• _AIM OF THE EXERCISE_: Scan the entries below and extract each line with the word "back" in it.

»»

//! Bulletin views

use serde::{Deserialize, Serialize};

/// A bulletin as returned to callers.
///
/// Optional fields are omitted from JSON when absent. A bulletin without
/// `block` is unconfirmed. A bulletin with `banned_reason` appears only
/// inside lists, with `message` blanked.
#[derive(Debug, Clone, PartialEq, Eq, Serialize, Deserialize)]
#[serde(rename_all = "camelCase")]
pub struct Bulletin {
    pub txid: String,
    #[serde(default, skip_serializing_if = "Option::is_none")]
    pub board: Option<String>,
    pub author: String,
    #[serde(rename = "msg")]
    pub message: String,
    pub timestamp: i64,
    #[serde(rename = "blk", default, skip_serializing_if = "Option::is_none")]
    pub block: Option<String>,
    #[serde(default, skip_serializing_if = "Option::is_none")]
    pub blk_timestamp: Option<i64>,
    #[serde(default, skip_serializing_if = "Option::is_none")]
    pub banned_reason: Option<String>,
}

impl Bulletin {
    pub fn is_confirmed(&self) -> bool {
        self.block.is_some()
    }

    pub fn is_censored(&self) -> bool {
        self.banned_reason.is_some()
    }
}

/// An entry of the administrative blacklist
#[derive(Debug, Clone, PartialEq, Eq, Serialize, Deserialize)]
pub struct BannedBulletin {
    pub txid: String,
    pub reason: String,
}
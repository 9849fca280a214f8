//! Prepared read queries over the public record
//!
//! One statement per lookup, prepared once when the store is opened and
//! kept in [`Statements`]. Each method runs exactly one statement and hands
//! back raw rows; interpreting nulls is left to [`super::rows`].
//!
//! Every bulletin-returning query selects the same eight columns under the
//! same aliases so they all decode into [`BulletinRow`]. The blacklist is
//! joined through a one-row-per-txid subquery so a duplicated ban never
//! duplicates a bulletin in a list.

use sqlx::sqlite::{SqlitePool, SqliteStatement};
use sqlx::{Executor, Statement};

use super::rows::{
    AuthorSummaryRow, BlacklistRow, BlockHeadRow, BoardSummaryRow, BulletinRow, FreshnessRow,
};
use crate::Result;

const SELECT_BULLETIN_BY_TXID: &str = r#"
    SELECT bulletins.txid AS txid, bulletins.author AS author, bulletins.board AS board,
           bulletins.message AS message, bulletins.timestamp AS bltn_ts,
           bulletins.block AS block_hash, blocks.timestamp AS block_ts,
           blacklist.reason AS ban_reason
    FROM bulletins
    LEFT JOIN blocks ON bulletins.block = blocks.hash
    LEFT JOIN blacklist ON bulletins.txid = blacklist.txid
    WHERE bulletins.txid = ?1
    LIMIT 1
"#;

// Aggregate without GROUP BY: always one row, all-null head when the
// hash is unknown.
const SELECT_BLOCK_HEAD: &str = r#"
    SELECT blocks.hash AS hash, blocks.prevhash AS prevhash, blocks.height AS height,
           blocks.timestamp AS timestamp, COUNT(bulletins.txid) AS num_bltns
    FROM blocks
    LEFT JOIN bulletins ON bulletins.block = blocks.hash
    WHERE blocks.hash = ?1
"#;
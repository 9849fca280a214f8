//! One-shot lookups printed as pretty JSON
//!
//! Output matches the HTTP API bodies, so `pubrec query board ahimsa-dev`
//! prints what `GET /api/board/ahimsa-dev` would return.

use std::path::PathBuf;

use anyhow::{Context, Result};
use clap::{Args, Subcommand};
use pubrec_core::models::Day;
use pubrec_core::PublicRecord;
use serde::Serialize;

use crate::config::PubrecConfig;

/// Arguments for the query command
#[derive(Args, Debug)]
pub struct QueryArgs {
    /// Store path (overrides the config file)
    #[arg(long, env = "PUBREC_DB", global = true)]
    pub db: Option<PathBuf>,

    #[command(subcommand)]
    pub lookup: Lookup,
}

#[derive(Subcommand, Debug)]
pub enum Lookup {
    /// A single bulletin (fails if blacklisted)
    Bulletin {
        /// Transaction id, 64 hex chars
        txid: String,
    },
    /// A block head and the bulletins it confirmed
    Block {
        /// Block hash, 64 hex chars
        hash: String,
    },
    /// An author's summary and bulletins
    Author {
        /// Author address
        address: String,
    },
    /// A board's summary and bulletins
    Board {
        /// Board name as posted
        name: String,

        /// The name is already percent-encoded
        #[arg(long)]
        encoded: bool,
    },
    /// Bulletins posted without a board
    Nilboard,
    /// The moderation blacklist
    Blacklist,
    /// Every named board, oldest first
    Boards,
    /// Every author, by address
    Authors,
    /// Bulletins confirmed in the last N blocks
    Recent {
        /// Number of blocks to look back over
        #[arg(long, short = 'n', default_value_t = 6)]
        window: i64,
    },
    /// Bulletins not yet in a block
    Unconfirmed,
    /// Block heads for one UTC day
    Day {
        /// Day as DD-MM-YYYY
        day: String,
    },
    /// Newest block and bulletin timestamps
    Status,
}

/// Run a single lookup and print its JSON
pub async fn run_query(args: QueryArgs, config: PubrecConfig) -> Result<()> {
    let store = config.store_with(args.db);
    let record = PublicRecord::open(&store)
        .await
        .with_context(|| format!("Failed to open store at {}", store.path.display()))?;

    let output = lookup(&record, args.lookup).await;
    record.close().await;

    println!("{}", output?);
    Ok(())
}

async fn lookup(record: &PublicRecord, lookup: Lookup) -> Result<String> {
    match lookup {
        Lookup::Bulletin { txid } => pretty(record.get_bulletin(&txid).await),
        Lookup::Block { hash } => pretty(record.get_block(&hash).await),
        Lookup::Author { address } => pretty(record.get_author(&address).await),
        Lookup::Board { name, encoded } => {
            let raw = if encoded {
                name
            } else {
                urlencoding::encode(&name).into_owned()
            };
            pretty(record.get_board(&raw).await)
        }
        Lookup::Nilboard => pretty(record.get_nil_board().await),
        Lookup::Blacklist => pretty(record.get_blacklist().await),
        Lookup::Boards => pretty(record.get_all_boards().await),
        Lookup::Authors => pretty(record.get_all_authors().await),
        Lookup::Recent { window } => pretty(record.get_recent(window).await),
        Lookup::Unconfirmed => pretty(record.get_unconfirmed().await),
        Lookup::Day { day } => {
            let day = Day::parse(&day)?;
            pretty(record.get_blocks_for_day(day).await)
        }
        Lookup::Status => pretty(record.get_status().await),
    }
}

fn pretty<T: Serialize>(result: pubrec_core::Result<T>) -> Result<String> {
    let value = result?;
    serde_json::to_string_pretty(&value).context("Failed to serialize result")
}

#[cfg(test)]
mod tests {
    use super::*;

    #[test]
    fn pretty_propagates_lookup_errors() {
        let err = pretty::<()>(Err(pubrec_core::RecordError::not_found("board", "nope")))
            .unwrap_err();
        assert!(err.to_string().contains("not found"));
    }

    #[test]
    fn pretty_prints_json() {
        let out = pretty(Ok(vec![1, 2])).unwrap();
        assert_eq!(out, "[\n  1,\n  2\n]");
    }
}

««

• _TASK RESPONSE_:
//! back raw rows; interpreting nulls is left to [`super::rows`].
        /// Number of blocks to look back over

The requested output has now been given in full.